## Overview

This notebook shows how to use the Databand SDK to observe pipeline execution in Databand. The notebook assumes that the **Spark Listener** has been configured on the cluster that's used to run this notebook. Spark Listener configuration contains URL and credentials for connecting to Databand. It also provides automatic tracking of datasets.

In [0]:
# Install the SDK
!pip install dbnd-spark

In [0]:
# Import Databand libraries
from dbnd import dbnd_tracking, task, dataset_op_logger

In [0]:
# Global variables

# databand_url = 'insert_url'
# databand_access_token = 'insert_token'

# Provide a unique suffix that will be added to various assets tracked in Databand. We use this approach because
# in a workshop many users are running the same sample pipelines.

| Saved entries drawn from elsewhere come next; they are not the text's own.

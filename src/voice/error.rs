use thiserror::Error;

#[derive(Error, Debug)]
pub enum VoiceError {
    /// Transport or auth failure while opening the provider socket.
    #[error("connection error: {0}")]
    Connection(String),

    /// Required provider fields are missing or invalid. Never retried.
    #[error("invalid voice configuration: {0}")]
    Configuration(String),

    #[error("protocol error: {0}")]
    Protocol(String),

    #[error("session is not ready")]
    NotReady,

    #[error("client was closed")]
    Closed,

    #[error("outbound channel closed")]
    ChannelClosed,
}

For example '_mi'
unique_suffix = '_mi'

In [0]:
@task
def read_raw_data():
  
  # Log the data read
  with dataset_op_logger("/FileStore/tables/Retail_Products_and_Customers.csv", "read", with_schema=True, with_preview=True) as logger:
    retailData = spark.read.csv("/FileStore/tables/Retail_Products_and_Customers.csv", inferSchema=True, header=True, sep=",")
    logger.set(data=retailData)
  
  retailData.show()
    
  return retailData

In [0]:
@task
def filter_data(rawData):
    
    # Get customers with medium LTV    
    filteredRetailData = rawData.where("LTV = 'MEDIUM VALUE'")
    
    filteredRetailData.show()
    
    return filteredRetailData

In [0]:
@task
def write_data_by_state(filteredData):
    
    from pyspark.sql.functions import col

    oregonSales = filteredData.where("State = 'Oregon'") 
    arizonaSales = filteredData.where("State = 'Arizona'")
    
    # Write filtered data
    with dataset_op_logger("dbfs:/retail_data/us/oregon/oregon_sales.csv", "write", with_schema=True, with_preview=True) as logger: 
      oregonSales.write.format("csv").mode("overwrite").save("dbfs:/retail_data/us/oregon/oregon_sales.csv")
      logger.set(data=oregonSales)
      
    with dataset_op_logger("dbfs:/retail_data/us/arizona/arizona_sales.csv", "write", with_schema=True, with_preview=True) as logger: 
      oregonSales.write.format("csv").mode("overwrite").save("dbfs:/retail_data/us/arizona/arizona_sales.csv")
      logger.set(data=arizonaSales)
             

In [0]:
def prepare_retail_data():
    
    with dbnd_tracking(
            conf={
                "core": {
                    "databand_url": databand_url,
                    "databand_access_token": databand_access_token,
                }
            },
            job_name="prepare_sales_data_spark_with_logger" + unique_suffix,
            run_name="weekly",
            project_name="Retail Analytics" + unique_suffix,
    ):
        
        # Call the step job - read data
        rawData = read_raw_data()

        # Filter data
        filteredData = filter_data(rawData)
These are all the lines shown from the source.